What this task involves - Everything from the first line of the records below through the line containing "is permanent. Two" is to be retyped exactly; leave out the rest.

Input for this task -
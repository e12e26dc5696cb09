//! LLM access for the linebot runtime.
//!
//! A [`FallbackChain`] holds an ordered list of provider handles. Each user
//! call walks the chain: the current handle is retried with full-jitter
//! exponential backoff while its errors classify as transient, then the
//! chain moves on to the next handle unless the error is permanent. Two
//! façades put the chain to work:
//!
//! - [`IntentParser`] — propagates total failure to the caller, which falls
//!   back to the deterministic keyword path.
//! - [`QueryExpander`] — never fails; on total failure the original query
//!   comes back unchanged.
//!
//! # Examples
//!
//! ```no_run
//! use linebot_llm::{ChainBuilder, ChatRequest, RetryPolicy};
//! use std::time::Duration;
//!
//! # async fn example() -> Result<(), linebot_llm::LlmError> {
//! let chain = ChainBuilder::new("intent")
//!     .retry(RetryPolicy {
//!         max_attempts: 3,
//!         initial_delay: Duration::from_millis(500),
//!         max_delay: Duration::from_secs(8),
//!     })
//!     .gemini("api-key", "gemini-2.0-flash")
//!     .groq("api-key", "llama-3.3-70b-versatile")
//!     .build();
//!
//! let reply = chain
//!     .generate(&ChatRequest::prompt("hello"), None)
//!     .await?;
//! # Ok(())
//! # }
//! ```

mod backoff;
mod chain;
mod classify;
mod error;
mod events;
mod providers;

pub use backoff::{full_jitter, has_sufficient_budget, RetryPolicy};
pub use chain::{ChainBuilder, FallbackChain, Intent, IntentParser, QueryExpander};
pub use classify::{classify, parse_retry_after, ErrorAction};
pub use error::LlmError;
pub use events::ChainEvent;
pub use providers::{ChatProvider, ChatRequest, GeminiClient, GroqClient};
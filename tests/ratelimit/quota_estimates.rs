//! LLM quota shape and the user-facing reset estimate.

use linebot_ratelimit::LlmQuota;
use std::time::Duration;

#[tokio::test]
async fn quota_is_per_key() {
    let quota = LlmQuota::new(2, Duration::from_secs(3600));
    assert!(quota.allow("U1"));
    assert!(quota.allow("U1"));
    assert!(!quota.allow("U1"));
    assert!(quota.allow("U2"));
    quota.stop();
}

#[tokio::test]
async fn estimate_scales_with_consumption() {
    let quota = LlmQuota::new(6, Duration::from_secs(3600));

    assert_eq!(quota.estimate_reset_minutes("U1"), 1);

    for _ in 0..3 {
        assert!(quota.allow("U1"));
    }
    // Half spent: about 30 minutes at 10 minutes per request.
    let half = quota.estimate_reset_minutes("U1");
    assert!((25..=31).contains(&half), "got {half}");

    for _ in 0..3 {
        assert!(quota.allow("U1"));
    }
    let full = quota.estimate_reset_minutes("U1");
    assert!((55..=60).contains(&full), "got {full}");
    quota.stop();
}

#[tokio::test]
async fn estimate_never_reports_zero() {
    let quota = LlmQuota::new(120, Duration::from_secs(3600));
    assert!(quota.allow("U1"));
    // One request of 120/hour refills in 30 seconds, still reported as
    // one minute.
    assert_eq!(quota.estimate_reset_minutes("U1"), 1);
    quota.stop();
}
//! Webhook ingress: verify, ack, then process on a detached worker.
//!
//! The HTTP handler returns 200 as soon as the payload is verified and
//! parsed; the events are copied out and handed to a spawned task that
//! the request lifetime cannot cancel. That task carries its own panic
//! isolation because it lives outside the HTTP stack's recovery
//! middleware.

use crate::handlers::{
    self, HandlerPipeline, PostbackHandler,
};
use crate::line::{
    verify_signature, Event, MessageContent, OutMessage, ReplyClient, Source, WebhookPayload,
};
use crate::text;
use crate::upstream::StickerProvider;
use axum::http::StatusCode;
use futures::FutureExt;
use linebot_core::context::{chat_scope, current_chat_id};
use linebot_llm::{IntentParser, QueryExpander};
use linebot_ratelimit::{KeyedLimiter, LlmQuota, TokenBucket};
use std::sync::Arc;
use std::time::{Duration, Instant};
use tokio_util::task::TaskTracker;

const MAX_BODY_BYTES: usize = 1024 * 1024;

/// Ingress tuning knobs; see the configuration surface for defaults.
#[derive(Debug, Clone)]
pub struct WebhookConfig {
    pub channel_secret: String,
    pub max_messages_per_reply: usize,
    pub max_events_per_webhook: usize,
    pub min_reply_token_length: usize,
    pub max_message_length: usize,
    pub max_postback_data_size: usize,
    /// Per-event budget, measured from when the worker picks the event
    /// up. Not tied to the HTTP request lifetime: the platform's client
    /// may disconnect right after the ack.
    pub processing_timeout: Duration,
}

impl Default for WebhookConfig {
    fn default() -> Self {
        Self {
            channel_secret: String::new(),
            max_messages_per_reply: 5,
            max_events_per_webhook: 100,
            min_reply_token_length: 10,
            max_message_length: 20_000,
            max_postback_data_size: 300,
            processing_timeout: Duration::from_secs(25),
        }
    }
}

/// The optional natural-language features, wired only when an LLM chain
/// survived configuration.
pub struct NluGate {
    pub intent: IntentParser,
    pub expander: QueryExpander,
}

/// The webhook ingress. One instance per process, shared by the HTTP
/// handler and the lifecycle shutdown path.
pub struct WebhookIngress {
    cfg: WebhookConfig,
    reply_client: Arc<dyn ReplyClient>,
    pipeline: Arc<HandlerPipeline>,
    nlu: Option<Arc<NluGate>>,
    postback: Option<Arc<dyn PostbackHandler>>,
    user_limiter: Arc<KeyedLimiter>,
    llm_quota: Arc<LlmQuota>,
    outbound: Arc<TokenBucket>,
    stickers: Arc<dyn StickerProvider>,
    tracker: TaskTracker,
}

/// Builder for [`WebhookIngress`].
pub struct WebhookIngressBuilder {
    cfg: WebhookConfig,
    reply_client: Option<Arc<dyn ReplyClient>>,
    pipeline: Option<Arc<HandlerPipeline>>,
    nlu: Option<Arc<NluGate>>,
    postback: Option<Arc<dyn PostbackHandler>>,
    user_limiter: Option<Arc<KeyedLimiter>>,
    llm_quota: Option<Arc<LlmQuota>>,
    outbound: Option<Arc<TokenBucket>>,
    stickers: Option<Arc<dyn StickerProvider>>,
}

impl WebhookIngressBuilder {
    /// Sets the tuning knobs.
    pub fn config(mut self, cfg: WebhookConfig) -> Self {
        self.cfg = cfg;
        self
    }

    /// Sets the reply client.
    pub fn reply_client(mut self, client: Arc<dyn ReplyClient>) -> Self {
        self.reply_client = Some(client);
        self
    }

    /// Sets the dispatch pipeline.
    pub fn pipeline(mut self, pipeline: Arc<HandlerPipeline>) -> Self {
        self.pipeline = Some(pipeline);
        self
    }

    /// Wires the natural-language gate; absent means the feature is off.
    pub fn nlu(mut self, nlu: Option<Arc<NluGate>>) -> Self {
        self.nlu = nlu;
        self
    }

    /// Wires the postback handler.
    pub fn postback(mut self, postback: Option<Arc<dyn PostbackHandler>>) -> Self {
        self.postback = postback;
        self
    }

    /// Sets the per-conversation limiter.
    pub fn user_limiter(mut self, limiter: Arc<KeyedLimiter>) -> Self {
        self.user_limiter = Some(limiter);
        self
    }

    /// Sets the shared LLM quota. The same instance is handed to
    /// handlers that need it, so quota spending has a single source of
    /// truth.
    pub fn llm_quota(mut self, quota: Arc<LlmQuota>) -> Self {
        self.llm_quota = Some(quota);
        self
    }

    /// Sets the global outbound bucket.
    pub fn outbound(mut self, outbound: Arc<TokenBucket>) -> Self {
        self.outbound = Some(outbound);
        self
    }

    /// Sets the sticker provider.
    pub fn stickers(mut self, stickers: Arc<dyn StickerProvider>) -> Self {
        self.stickers = Some(stickers);
        self
    }

    /// Builds the ingress. Panics on a missing required component; this
    /// runs once at startup where a panic is a configuration bug.
    pub fn build(self) -> Arc<WebhookIngress> {
        Arc::new(WebhookIngress {
            cfg: self.cfg,
            reply_client: self.reply_client.expect("reply client is required"),
            pipeline: self.pipeline.expect("handler pipeline is required"),
            nlu: self.nlu,
            postback: self.postback,
            user_limiter: self.user_limiter.expect("user limiter is required"),
            llm_quota: self.llm_quota.expect("llm quota is required"),
            outbound: self.outbound.expect("outbound bucket is required"),
            stickers: self.stickers.expect("sticker provider is required"),
            tracker: TaskTracker::new(),
        })
    }
}
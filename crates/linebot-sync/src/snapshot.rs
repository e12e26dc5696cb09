use crate::error::SyncError;
use crate::lock::LeaderLock;
use crate::store::ObjectStore;
use async_trait::async_trait;
use std::path::{Path, PathBuf};
use std::sync::atomic::{AtomicBool, Ordering};
use std::sync::{Arc, Mutex, RwLock};
use std::time::{Duration, SystemTime, UNIX_EPOCH};
use tokio::task::JoinHandle;
use tokio_util::sync::CancellationToken;

const SNAPSHOT_CONTENT_TYPE: &str = "application/zstd";
const COMPRESSION_LEVEL: i32 = 8;

/// The storage-engine surface the snapshot manager needs.
#[async_trait]
pub trait SnapshotEngine: Send + Sync {
    /// Writes a consistent snapshot of the live database to `dest`.
    async fn create_snapshot(&self, dest: &Path) -> Result<(), SyncError>;

    /// Atomically replaces the live database with the file at `new_db`.
    async fn swap(&self, new_db: &Path) -> Result<(), SyncError>;
}

/// Configuration for snapshot distribution.
#[derive(Debug, Clone)]
pub struct SnapshotConfig {
    /// Object key the compressed snapshot lives under.
    pub key: String,
    /// Follower poll cadence.
    pub poll_interval: Duration,
    /// Object key of the leader lock.
    pub lock_key: String,
    /// Leader lock TTL.
    pub lock_ttl: Duration,
    /// Directory for compression/download scratch files.
    pub temp_dir: PathBuf,
    /// Path of the live database file; swap candidates are written next
    /// to it.
    pub db_path: PathBuf,
}

/// Downloads and decompresses the published snapshot onto `db_path`.
///
/// Runs before the storage engine opens the file, so there is nothing to
/// swap yet. Returns the applied ETag, or `None` when no snapshot has
/// been published.
pub async fn restore_snapshot(
    store: &dyn ObjectStore,
    key: &str,
    db_path: &Path,
    temp_dir: &Path,
) -> Result<Option<String>, SyncError> {
    let scratch = scratch_path(temp_dir, "restore");
    let etag = match store.download_to(key, &scratch).await {
        Ok(etag) => etag,
        Err(SyncError::NotFound) => return Ok(None),
        Err(err) => return Err(err),
    };

    let result = decompress_file(&scratch, db_path).await;
    let _ = tokio::fs::remove_file(&scratch).await;
    result?;

    tracing::info!(key, etag = %etag, "restored published snapshot");
    Ok(Some(etag))
}

/// Publishes and applies database snapshots.
///
/// The leader compresses and uploads; followers poll the key's ETag and
/// hot-swap when it moves. The applied ETag only advances on a successful
/// swap, so the engine state and the recorded version never diverge.
pub struct SnapshotManager {
    store: Arc<dyn ObjectStore>,
    engine: Arc<dyn SnapshotEngine>,
    cfg: SnapshotConfig,
    lock: Arc<LeaderLock>,
    applied: RwLock<Option<String>>,
    leader: AtomicBool,
    cancel: CancellationToken,
    renew_task: Mutex<Option<JoinHandle<()>>>,
    poll_task: Mutex<Option<JoinHandle<()>>>,
}

impl SnapshotManager {
    /// Creates a manager. `initial_etag` is whatever
    /// [`restore_snapshot`] applied before the engine opened.
    pub fn new(
        store: Arc<dyn ObjectStore>,
        engine: Arc<dyn SnapshotEngine>,
        cfg: SnapshotConfig,
        initial_etag: Option<String>,
    ) -> Arc<Self> {
        let lock = Arc::new(LeaderLock::new(
            Arc::clone(&store),
            cfg.lock_key.clone(),
            cfg.lock_ttl,
        ));
        Arc::new(Self {
            store,
            engine,
            cfg,
            lock,
            applied: RwLock::new(initial_etag),
            leader: AtomicBool::new(false),
            cancel: CancellationToken::new(),
            renew_task: Mutex::new(None),
            poll_task: Mutex::new(None),
        })
    }

    /// The last ETag acknowledged by a successful swap or restore.
    pub fn applied_etag(&self) -> Option<String> {
        self.applied.read().unwrap().clone()
    }

    /// True while this instance holds the leader lock.
    pub fn is_leader(&self) -> bool {
        self.leader.load(Ordering::SeqCst)
    }

    /// Attempts to become the leader. On success a renew loop keeps the
    /// lock alive; losing a renew demotes this instance until the next
    /// attempt.
    pub async fn try_become_leader(self: &Arc<Self>) -> Result<bool, SyncError> {
        if self.is_leader() {
            return Ok(true);
        }
        if !self.lock.acquire().await? {
            return Ok(false);
        }
        self.leader.store(true, Ordering::SeqCst);

        let manager = Arc::clone(self);
        let handle = tokio::spawn(async move {
            let mut ticker = tokio::time::interval(manager.lock.renew_interval());
            ticker.set_missed_tick_behavior(tokio::time::MissedTickBehavior::Delay);
            ticker.tick().await;
            loop {
                tokio::select! {
                    _ = manager.cancel.cancelled() => break,
                    _ = ticker.tick() => {
                        match manager.lock.renew().await {
                            Ok(true) => {}
                            Ok(false) => {
                                tracing::warn!("leadership lost, stopping renew loop");
                                manager.leader.store(false, Ordering::SeqCst);
                                break;
                            }
                            Err(err) => {
                                tracing::warn!(error = %err, "lock renew failed, stopping renew loop");
                                manager.leader.store(false, Ordering::SeqCst);
                                break;
                            }
                        }
                    }
                }
            }
        });
        *self.renew_task.lock().unwrap() = Some(handle);
        Ok(true)
    }

    /// Compresses the engine's snapshot and uploads it. Leader only; the
    /// guard exists because a demoted instance must never clobber the
    /// current leader's upload.
    pub async fn upload(&self) -> Result<String, SyncError> {
        if !self.is_leader() {
            return Err(SyncError::Engine(
                "snapshot upload attempted without leadership".to_string(),
            ));
        }

        let raw = scratch_path(&self.cfg.temp_dir, "dump");
        let packed = scratch_path(&self.cfg.temp_dir, "zst");

        let result = self.upload_inner(&raw, &packed).await;
        let _ = tokio::fs::remove_file(&raw).await;
        let _ = tokio::fs::remove_file(&packed).await;
        result
    }

    async fn upload_inner(&self, raw: &Path, packed: &Path) -> Result<String, SyncError> {
        self.engine.create_snapshot(raw).await?;
        compress_file(raw, packed).await?;
        let etag = self
            .store
            .upload_file(&self.cfg.key, packed, SNAPSHOT_CONTENT_TYPE)
            .await?;

        *self.applied.write().unwrap() = Some(etag.clone());

        #[cfg(feature = "metrics")]
        metrics::counter!("linebot_snapshot_uploads_total").increment(1);

        tracing::info!(key = %self.cfg.key, etag = %etag, "snapshot uploaded");
        Ok(etag)
    }

    /// Spawns the follower poll loop.
    pub fn spawn_poll_loop(self: &Arc<Self>) {
        let manager = Arc::clone(self);
        let handle = tokio::spawn(async move {
            let mut ticker = tokio::time::interval(manager.cfg.poll_interval);
            ticker.set_missed_tick_behavior(tokio::time::MissedTickBehavior::Delay);
            ticker.tick().await;
            loop {
                tokio::select! {
                    _ = manager.cancel.cancelled() => break,
                    _ = ticker.tick() => {
                        if manager.is_leader() {
                            continue;
                        }
                        if let Err(err) = manager.poll_once().await {
                            tracing::warn!(error = %err, "snapshot poll failed, keeping current database");
                        }
                    }
                }
            }
        });
        *self.poll_task.lock().unwrap() = Some(handle);
    }

    /// One poll step: fetch the remote version and swap if it moved.
    pub async fn poll_once(&self) -> Result<bool, SyncError> {
        let remote = match self.store.head(&self.cfg.key).await {
            Ok(etag) => etag,
            Err(SyncError::NotFound) => return Ok(false),
            Err(err) => return Err(err),
        };

        // Reads of the applied version take the read lock only; the
        // download below runs outside any lock.
        if self.applied.read().unwrap().as_deref() == Some(remote.as_str()) {
            return Ok(false);
        }

        let scratch = scratch_path(&self.cfg.temp_dir, "poll");
        let etag = self.store.download_to(&self.cfg.key, &scratch).await?;

        let candidate = self.candidate_path();
        let decompressed = decompress_file(&scratch, &candidate).await;
        let _ = tokio::fs::remove_file(&scratch).await;
        decompressed?;

        if let Err(err) = self.engine.swap(&candidate).await {
            remove_db_files(&candidate).await;
            return Err(err);
        }

        *self.applied.write().unwrap() = Some(etag.clone());

        #[cfg(feature = "metrics")]
        metrics::counter!("linebot_snapshot_swaps_total").increment(1);

        tracing::info!(etag = %etag, "snapshot hot-swapped");
        Ok(true)
    }

    fn candidate_path(&self) -> PathBuf {
        let nanos = SystemTime::now()
            .duration_since(UNIX_EPOCH)
            .map(|d| d.as_nanos())
            .unwrap_or(0);
        let dir = self
            .cfg
            .db_path
            .parent()
            .map(Path::to_path_buf)
            .unwrap_or_else(|| PathBuf::from("."));
        dir.join(format!("cache_{nanos}.db"))
    }

    /// Stops both loops and gives up leadership.
    pub async fn shutdown(&self) {
        self.cancel.cancel();
        for slot in [&self.renew_task, &self.poll_task] {
            if let Some(handle) = slot.lock().unwrap().take() {
                handle.abort();
            }
        }
        if self.lock.held() {
            self.leader.store(false, Ordering::SeqCst);
            if let Err(err) = self.lock.release().await {
                tracing::warn!(error = %err, "failed to release leader lock");
            }
        }
    }
}

fn scratch_path(temp_dir: &Path, label: &str) -> PathBuf {
    temp_dir.join(format!("snapshot_{label}_{}.tmp", uuid::Uuid::new_v4()))
}

async fn compress_file(src: &Path, dst: &Path) -> Result<(), SyncError> {
    let src = src.to_path_buf();
    let dst = dst.to_path_buf();
    tokio::task::spawn_blocking(move || -> Result<(), SyncError> {
        let input = std::fs::File::open(&src)?;
        let output = std::fs::File::create(&dst)?;
        zstd::stream::copy_encode(
            std::io::BufReader::new(input),
            std::io::BufWriter::new(output),
            COMPRESSION_LEVEL,
        )?;
        Ok(())
    })
    .await
    .map_err(|join| SyncError::Engine(format!("compression task failed: {join}")))?
}

async fn decompress_file(src: &Path, dst: &Path) -> Result<(), SyncError> {
    let src = src.to_path_buf();
    let dst = dst.to_path_buf();
    tokio::task::spawn_blocking(move || -> Result<(), SyncError> {
        let input = std::fs::File::open(&src)?;
        let output = std::fs::File::create(&dst)?;
        zstd::stream::copy_decode(
            std::io::BufReader::new(input),
            std::io::BufWriter::new(output),
        )?;
        Ok(())
    })
    .await
    .map_err(|join| SyncError::Engine(format!("decompression task failed: {join}")))?
}

async fn remove_db_files(db: &Path) {
    let _ = tokio::fs::remove_file(db).await;
    if let Some(base) = db.to_str() {
        let _ = tokio::fs::remove_file(format!("{base}-wal")).await;
        let _ = tokio::fs::remove_file(format!("{base}-shm")).await;
    }
}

Answer box -
repository e12e26dc5696cb09
//! LLM access for the linebot runtime.
//!
//! A [`FallbackChain`] holds an ordered list of provider handles. Each user
//! call walks the chain: the current handle is retried with full-jitter
//! exponential backoff while its errors classify as transient, then the
//! chain moves on to the next handle unless the error is permanent. Two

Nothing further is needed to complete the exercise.